In 2013, my article "Get A Grip" examined why poor grips are often “correcting compensations for movement dysfunction" because they offset poorly linked movements.
Today I'd like to explore grip changes. You may not want to read further unless you’re brave as grips are the mysterious enigmas of tennis shrouded by esoteric names like "Eastern," Western" and "Continental." Grips are so misunderstood that the term "grip change" brings terror to even the bravest players and coaches. You have probably heard that to change your grip from Eastern to Continental on serves, or from Western to Semi-Western on forehands will take months of hard work and compromised performance. Even Robert Lansdorp, legendary coach of Pete Sampras, Tracy Austin, Maria Sharapova and Lindsay Davenport, maintains that "after the age of seven or eight, grip changes, even subtle ones, are IMPOSSIBLE." Indeed, horror stories of top players who fell into the tennis abyss never to escape as a result of a failed grip change abound.
Grip changes should not be undertaken lightly because grips are the most direct connection to the racket and so proprioceptively sensitive that even the slightest change can be overwhelming. Moreover, most grip changes are poorly executed, extraordinarily uncomfortable and counterproductive to performance and safety. Such difficulty is not inevitable, however. In fact, grip changes are manageable if undertaken at the right time and in a logical progression.
Here are three things you need to know how to do in order to quickly, safely and successfully modify a grip:
Change a grip only when it will help
The so-called "bad" grips can be best understood from a performance context. Therefore, an extreme Western Forehand grip, when viewed in isolation, might seem like a dysfunctional grip unless the larger picture is examined. A Western grip encourages and rewards excessive internal rotation of the forearm. This rotational movement is a source of power and while not a good solution, it may be may be the only available power source, especially for high balls. Therefore, don't change a grip until the conditions are ready for the new grip to work.
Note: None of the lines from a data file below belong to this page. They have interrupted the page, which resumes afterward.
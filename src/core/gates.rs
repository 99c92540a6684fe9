use crate::core::complex::{ONE, ZERO, c64};
use crate::core::errors::GateError;
use crate::core::matrix::Matrix;
use crate::core::utils;
use ndarray::arr2;
use std::f64::consts::FRAC_1_SQRT_2;

/// Computational basis state selected by a projector.
#[derive(Clone, Copy, Debug, PartialEq, Eq, Hash)]
pub enum Basis {
    Zero,
    One,
}

/// The fixed single-qubit operators.
#[derive(Clone, Copy, Debug, PartialEq, Eq, Hash)]
pub enum GateKind {
    Identity,
    PauliX,
    PauliY,
    PauliZ,
    Hadamard,
    /// `|0><0|` or `|1><1|`. Not unitary, only used to build controlled gates.
    Projector(Basis),
}

impl GateKind {
    /// Display symbol used by the diagram renderer.
    pub fn symbol(self) -> &'static str {
        match self {
            GateKind::Identity => "I",
            GateKind::PauliX => "X",
            GateKind::PauliY => "Y",
            GateKind::PauliZ => "Z",
            GateKind::Hadamard => "H",
            GateKind::Projector(_) => "P",
        }
    }

    /// The 2x2 matrix of this operator.
    pub fn matrix(self) -> Matrix {
        match self {
            GateKind::Identity => identity(2),
            GateKind::PauliX => Matrix::from(arr2(&[[ZERO, ONE], [ONE, ZERO]])),
            GateKind::PauliY => Matrix::from(arr2(&[
                [ZERO, c64(0.0, -1.0)],
                [c64(0.0, 1.0), ZERO],
            ])),
            GateKind::PauliZ => Matrix::from(arr2(&[[ONE, ZERO], [ZERO, c64(-1.0, 0.0)]])),
            GateKind::Hadamard => {
                let f = FRAC_1_SQRT_2;
                Matrix::from(arr2(&[
                    [c64(f, 0.0), c64(f, 0.0)],
                    [c64(f, 0.0), c64(-f, 0.0)],
                ]))
            }
            GateKind::Projector(Basis::Zero) => Matrix::from(arr2(&[[ONE, ZERO], [ZERO, ZERO]])),
            GateKind::Projector(Basis::One) => Matrix::from(arr2(&[[ZERO, ZERO], [ZERO, ONE]])),
        }
    }

    /// Whether a controlled variant of this gate exists.
    pub fn is_controllable(self) -> bool {
        matches!(
            self,
            GateKind::PauliX | GateKind::PauliY | GateKind::PauliZ | GateKind::Hadamard
        )
    }
}

/// Identity of arbitrary size `k x k`.
pub fn identity(size: usize) -> Matrix {
    Matrix::identity(size)
}

/// A fixed operator placed on one qubit.
#[derive(Clone, Debug, PartialEq)]
pub struct SingleQubitGate {
    kind: GateKind,
    qubit: usize,
    matrix: Matrix,
}

impl SingleQubitGate {
    pub fn new(kind: GateKind, qubit: usize) -> Self {
        Self {
            kind,
            qubit,
            matrix: kind.matrix(),
        }
    }

    /// Identity filler for an otherwise empty lane.
    pub fn identity(qubit: usize) -> Self {
        Self::new(GateKind::Identity, qubit)
    }

    pub fn projector(basis: Basis) -> Self {
        Self::new(GateKind::Projector(basis), 0)
    }

    pub fn kind(&self) -> GateKind {
        self.kind
    }

    pub fn qubit(&self) -> usize {
        self.qubit
    }

    pub fn matrix(&self) -> &Matrix {
        &self.matrix
    }

    pub fn symbol(&self) -> &'static str {
        self.kind.symbol()
    }

    pub fn is_identity(&self) -> bool {
        self.kind == GateKind::Identity
    }
}

/// A single-qubit gate applied to `target` only when `control` is `|1>`.
///
/// The matrix spans the whole `num_qubits` system, so a gate built for one
/// system size cannot be reused in another; see [`ControlledGate::resized`].
#[derive(Clone, Debug, PartialEq)]
pub struct ControlledGate {
    base: GateKind,
    control: usize,
    target: usize,
    num_qubits: usize,
    matrix: Matrix,
}

impl ControlledGate {
    /// Creates a controlled gate over a `num_qubits` system.
    ///
    /// # Errors
    ///
    /// Returns a `GateError` if:
    /// - `base` has no controlled variant.
    /// - `num_qubits` exceeds [`MAX_QUBITS`](utils::MAX_QUBITS).
    /// - `control` or `target` is not below `num_qubits`.
    /// - `control == target`.
    pub fn new(
        base: GateKind,
        control: usize,
        target: usize,
        num_qubits: usize,
    ) -> Result<Self, GateError> {
        if !base.is_controllable() {
            return Err(GateError::NotControllable(base));
        }
        if num_qubits > utils::MAX_QUBITS {
            return Err(GateError::TooManyQubits {
                requested: num_qubits,
                max: utils::MAX_QUBITS,
            });
        }
        for qubit in [control, target] {
            if qubit >= num_qubits {
                return Err(GateError::QubitOutOfRange { qubit, num_qubits });
            }
        }
        if control == target {
            return Err(GateError::ControlTargetOverlap(control));
        }

        let matrix = Self::construct_matrix(&base.matrix(), control, target, num_qubits)?;

        Ok(Self {
            base,
            control,
            target,
            num_qubits,
            matrix,
        })
    }

    /// Projector decomposition `P0(c) ⊗ I... + P1(c) ⊗ U(t) ⊗ I...`.
    fn construct_matrix(
        gate: &Matrix,
        control: usize,
        target: usize,
        num_qubits: usize,
    ) -> Result<Matrix, GateError> {
        let id = identity(2);
        let p0 = GateKind::Projector(Basis::Zero).matrix();
        let p1 = GateKind::Projector(Basis::One).matrix();

        let mut idle = Vec::with_capacity(num_qubits);
        let mut active = Vec::with_capacity(num_qubits);
        for q in 0..num_qubits {
            if q == control {
                idle.push(p0.clone());
                active.push(p1.clone());
            } else if q == target {
                idle.push(id.clone());
                active.push(gate.clone());
            } else {
                idle.push(id.clone());
                active.push(id.clone());
            }
        }

        let idle = utils::tensor_chain(&idle)?;
        let active = utils::tensor_chain(&active)?;
        Ok(idle.checked_add(&active)?)
    }

    /// Rebuilds the same gate for a system of `num_qubits`.
    pub fn resized(&self, num_qubits: usize) -> Result<Self, GateError> {
        Self::new(self.base, self.control, self.target, num_qubits)
    }

    pub fn base(&self) -> GateKind {
        self.base
    }

    pub fn control(&self) -> usize {
        self.control
    }

    pub fn target(&self) -> usize {
        self.target
    }

    pub fn num_qubits(&self) -> usize {
        self.num_qubits
    }

    pub fn matrix(&self) -> &Matrix {
        &self.matrix
    }

    /// Symbol of the base gate, drawn in the target box.
    pub fn symbol(&self) -> &'static str {
        self.base.symbol()
    }
}

/// Represents a quantum gate as placed by the circuit builder.
#[derive(Clone, Debug, PartialEq)]
pub enum Gate {
    Single(SingleQubitGate),
    Controlled(ControlledGate),
}

impl Gate {
    // --- Standard Gates ---

    /// Creates a Pauli-X gate (NOT gate) on `qubit`.
    pub fn pauli_x(qubit: usize) -> Gate {
        Gate::Single(SingleQubitGate::new(GateKind::PauliX, qubit))
    }

    /// Creates a Pauli-Y gate on `qubit`.
    pub fn pauli_y(qubit: usize) -> Gate {
        Gate::Single(SingleQubitGate::new(GateKind::PauliY, qubit))
    }

    /// Creates a Pauli-Z gate on `qubit`.
    pub fn pauli_z(qubit: usize) -> Gate {
        Gate::Single(SingleQubitGate::new(GateKind::PauliZ, qubit))
    }

    /// Creates a Hadamard gate on `qubit`.
    pub fn hadamard(qubit: usize) -> Gate {
        Gate::Single(SingleQubitGate::new(GateKind::Hadamard, qubit))
    }

    /// Creates a CNOT (Controlled-X) gate.
    pub fn controlled_x(control: usize, target: usize, num_qubits: usize) -> Result<Gate, GateError> {
        ControlledGate::new(GateKind::PauliX, control, target, num_qubits).map(Gate::Controlled)
    }

    /// Creates a Controlled-Y gate.
    pub fn controlled_y(control: usize, target: usize, num_qubits: usize) -> Result<Gate, GateError> {
        ControlledGate::new(GateKind::PauliY, control, target, num_qubits).map(Gate::Controlled)
    }

    /// Creates a Controlled-Z gate.
    pub fn controlled_z(control: usize, target: usize, num_qubits: usize) -> Result<Gate, GateError> {
        ControlledGate::new(GateKind::PauliZ, control, target, num_qubits).map(Gate::Controlled)
    }

    /// Creates a Controlled-H gate.
    pub fn controlled_h(control: usize, target: usize, num_qubits: usize) -> Result<Gate, GateError> {
        ControlledGate::new(GateKind::Hadamard, control, target, num_qubits).map(Gate::Controlled)
    }

    /// Looks a gate up by its component-library name.
    ///
    /// `x`, `y`, `z` and `h` take one qubit index; `cx`, `cy`, `cz` and `ch`
    /// take `[control, target]`.
    pub fn from_name(name: &str, qubits: &[usize], num_qubits: usize) -> Result<Gate, GateError> {
        let (kind, controlled) = match name.to_ascii_lowercase().as_str() {
            "x" => (GateKind::PauliX, false),
            "y" => (GateKind::PauliY, false),
            "z" => (GateKind::PauliZ, false),
            "h" => (GateKind::Hadamard, false),
            "cx" => (GateKind::PauliX, true),
            "cy" => (GateKind::PauliY, true),
            "cz" => (GateKind::PauliZ, true),
            "ch" => (GateKind::Hadamard, true),
            _ => return Err(GateError::UnknownGate(name.to_string())),
        };

        let expected = if controlled { 2 } else { 1 };
        if qubits.len() != expected {
            return Err(GateError::QubitCountMismatch {
                name: name.to_string(),
                expected,
                got: qubits.len(),
            });
        }

        if controlled {
            ControlledGate::new(kind, qubits[0], qubits[1], num_qubits).map(Gate::Controlled)
        } else {
            if qubits[0] >= num_qubits {
                return Err(GateError::QubitOutOfRange {
                    qubit: qubits[0],
                    num_qubits,
                });
            }
            Ok(Gate::Single(SingleQubitGate::new(kind, qubits[0])))
        }
    }

    pub fn symbol(&self) -> &'static str {
        match self {
            Gate::Single(g) => g.symbol(),
            Gate::Controlled(g) => g.symbol(),
        }
    }

    pub fn matrix(&self) -> &Matrix {
        match self {
            Gate::Single(g) => g.matrix(),
            Gate::Controlled(g) => g.matrix(),
        }
    }

    /// Control and target indices for controlled gates.
    pub fn control_target(&self) -> Option<(usize, usize)> {
        match self {
            Gate::Single(_) => None,
            Gate::Controlled(g) => Some((g.control(), g.target())),
        }
    }
}

impl From<SingleQubitGate> for Gate {
    fn from(gate: SingleQubitGate) -> Self {
        Gate::Single(gate)
    }
}

impl From<ControlledGate> for Gate {
    fn from(gate: ControlledGate) -> Self {
        Gate::Controlled(gate)
    }
}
Players revert back to a Western grip almost every time it's "corrected" because the change is premature. Before correcting the grip, you must address and successfully correct the underlying problem that encouraged the poor grip in the first place. In most cases, players need to learn how to bring force from the ground up to the racket better.
Correct the movement before correcting the grip
Here is a simple but highly effective progression for transitioning an Eastern serving grip to Continental. Have the student stand in the deuce court and serve to the wrong or Ad box as this is where an Eastern serving grip would naturally take the ball with a mechanically sound service motion. Once the student feels comfortable with a corrected motion that now includes natural forearm pronation, modify the grip. Try 30 serves to the wrong box with the old grip and a few to the correct box with the newly modified grip. Go back to the old grip for 20 serves and now a few more with the new grip. Repeat this process until the student feels comfortable. Most players using this progression can comfortably change a serve grip in a few hours, rather than a few months. Remember, fundamentally grips do nothing more than provide aim and poor movements can offset poor aim.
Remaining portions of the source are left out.